The 8 weeks RSS program went very swiftly and fast with weekly mandatory skills workshops and Discovery Lecture Series. We also joined RSS book club discussing a very interesting read “The Emperor of all Maladies: A Biography of cancer” by Pulitzer Prize winner Siddhartha Mukherjee.

After the research, I had the opportunity to do poster presentation at RCSI Research Day 2016 and  International Conference for Healthcare and Medical Students (ICHAMS) 2016 at RCSI. These were great platforms for me to share my findings with other researchers. Above all, these were made possible with the help of Dr Piskareva and my lab buddies in preparing the poster and full report of the research. Additionally, the findings also provided me with extra information about neuroblastoma in line with my medicine study in paediatrics.

I would cherish every moment in the lab and indeed it was a very priceless experience. I would very much do it all over again in the lab if I had the chance because of the craving for knowledge and warmth of the lab buddies.

My presentation at ICHAMS can be found here.”

Ahmad Zaki Asraf

May whatever we do at the lab today make a difference in another person’s life someday in the future.

Mei Rin Liew

I am a medical student at Penang Medical College under a twinning programme with the Royal College of Surgeons in Ireland. I studied my pre-clinical years at RCSI Dublin. In the summer of 2015, I had the opportunity to join the RCSI Research Summer School (RSS) Programme. I was mentored by Dr Olga Piskareva, from Cancer Genetics, Molecular and Cellular Therapeutics (MCT) Department, RCSI.  Being in this lab was simply one of the greatest experiences I have in my life; it was really rewarding.

My RSS project investigated the role of VDAC-1 protein on chemotherapy resistance in neuroblastoma. The only research focus of this lab is to find key players in neuroblastoma pathogenesis and to advance anti-cancer therapy.

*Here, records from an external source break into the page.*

//! Dish option Model

use crate::DisplayLanguage;
use serde::{Deserialize, Serialize};

/// Sentinel value meaning "not selected"
///
/// Excluded from pricing, from display and from the cart line fingerprint.
pub const NOT_SELECTED: &str = "no";

/// One choice inside an option group
#[derive(Debug, Clone, PartialEq, Eq, Serialize, Deserialize)]
pub struct OptionValue {
    /// Stable key (e.g. "yes", "mild")
    pub value: String,
    #[serde(default)]
    pub label_zh: String,
    #[serde(default)]
    pub label_en: String,
}

impl OptionValue {
    /// Label in the given language, falling back to the stable key
    pub fn label(&self, lang: DisplayLanguage) -> &str {
        let label = lang.pick(&self.label_zh, &self.label_en);
        if label.is_empty() { &self.value } else { label }
    }

    pub fn is_not_selected(&self) -> bool {
        self.value == NOT_SELECTED
    }
}

/// A named set of mutually exclusive customization choices for one dish
#[derive(Debug, Clone, PartialEq, Eq, Serialize, Deserialize)]
pub struct OptionGroup {
    #[serde(default)]
    pub id: Option<i64>,
    /// Stable key (e.g. "spicy_level")
    pub option_type: String,
    #[serde(default)]
    pub option_name_zh: String,
    #[serde(default)]
    pub option_name_en: String,
    /// Declared values, in display order
    #[serde(default)]
    pub option_values: Vec<OptionValue>,
    #[serde(default)]
    pub is_required: bool,
}

impl OptionGroup {
    /// Group title in the given language, falling back to the stable key
    pub fn name(&self, lang: DisplayLanguage) -> &str {
        let name = lang.pick(&self.option_name_zh, &self.option_name_en);
        if name.is_empty() { &self.option_type } else { name }
    }

    /// Look up a declared value
    pub fn value(&self, value: &str) -> Option<&OptionValue> {
        self.option_values.iter().find(|v| v.value == value)
    }

    pub fn declares(&self, value: &str) -> bool {
        self.value(value).is_some()
    }
}

#[cfg(test)]
mod tests {
    use super::*;

    fn spicy() -> OptionGroup {
        serde_json::from_str(
            r#"{
                "id": 3, "option_type": "spicy_level",
                "option_name_zh": "辣度", "option_name_en": "Spicy Level",
                "option_values": [
                    {"value": "no", "label_zh": "不辣", "label_en": "No Spicy"},
                    {"value": "mild", "label_zh": "微辣", "label_en": "Mild"}
                ],
                "is_required": false
            }"#,
        )
        .unwrap()
    }

    #[test]
    fn test_group_labels_follow_language() {
        let group = spicy();
        assert_eq!(group.name(DisplayLanguage::Zh), "辣度");
        assert_eq!(group.name(DisplayLanguage::En), "Spicy Level");
        assert_eq!(group.value("mild").unwrap().label(DisplayLanguage::Zh), "微辣");
    }

    #[test]
    fn test_declares() {
        let group = spicy();
        assert!(group.declares("no"));
        assert!(!group.declares("extra_hot"));
        assert!(group.value("no").unwrap().is_not_selected());
    }

    #[test]
    fn test_missing_label_falls_back_to_key() {
        let value = OptionValue {
            value: "yes".into(),
            label_zh: String::new(),
            label_en: "Yes".into(),
        };
        assert_eq!(value.label(DisplayLanguage::Zh), "yes");
        assert_eq!(value.label(DisplayLanguage::En), "Yes");
    }
}
//! User / auth DTOs
//!
//! Consumed by the session collaborator only.

use serde::{Deserialize, Serialize};

pub type UserId = i64;

/// Login request
#[derive(Debug, Clone, Serialize, Deserialize)]
pub struct LoginRequest {
    pub username: String,
    pub password: String,
}

/// Register request
#[derive(Debug, Clone, Serialize, Deserialize)]
pub struct RegisterRequest {
    pub username: String,
    pub email: Option<String>,
    pub password: String,
    pub role: String,
}

/// User record
#[derive(Debug, Clone, PartialEq, Serialize, Deserialize)]
pub struct UserRecord {
    pub id: UserId,
    pub username: String,
    #[serde(default)]
    pub email: Option<String>,
    #[serde(default)]
    pub role: String,
    #[serde(default)]
    pub created_at: Option<String>,
}

/// Login response
#[derive(Debug, Clone, Serialize, Deserialize)]
pub struct LoginResponse {
    pub user: UserRecord,
    #[serde(default)]
    pub message: String,
}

Neuroblastoma cell line SK-N-AS. The cell line in my experiments.

I was entrusted with the task of splitting cells. I would plate them onto 96-well plates, add cisplatin drug and measure their viability afterwards. It may sound simple here, but the whole process required passion and hard-work.

Prior to this, I did not have any experience in the medical research field. During my first two weeks, everything seemed so tough; however, they became easier as the weeks flew by. My mentor, Olga, and the other staff and PhD students (Garret, John and Ross) were helpful and always guided me to explore my potentials. This programme taught me various new things which I would not have acquired on a normal day-to-day basis in school.

Introduction to Malaysian cuisine.

The people at Cancer Genetics were warm and wonderful. The hospitality, love and guidance cannot be quantified and words cannot express my immense gratitude towards them. It has been fascinating and I cherish every moment I spent there. We bonded over our weekly breakfast and tea sessions so well, and I am indeed grateful for being a part of this big family. It is my sincere wish that this positive spirit of togetherness will be preserved and will grow stronger in the future. This is something special, and I think ours is the best lab at RCSI!

Under this RSS, all the participants attended skills workshops and weekly Discovery Series lectures. We were also given a Biography of Cancer by Siddhartha Mukherjee to read; evidently a good read. Here are the links to the RCSI Research Summer School Student Testimonial Videos.

I returned to Penang Medical College to further my studies in my clinical years. I took part in the PMC Research Day 2016 in which I was awarded the First Prize in Oral Presentation. I would like to dedicate this success to Olga and everyone who has been with me throughout my time at Cancer Genetics. Without all the guidance, I would not have made it this far.

I strongly urge students to take part in the research opportunities, because you gain invaluable experiences that you do not get elsewhere. May whatever we do at the lab today make a difference in another person’s life someday in the future.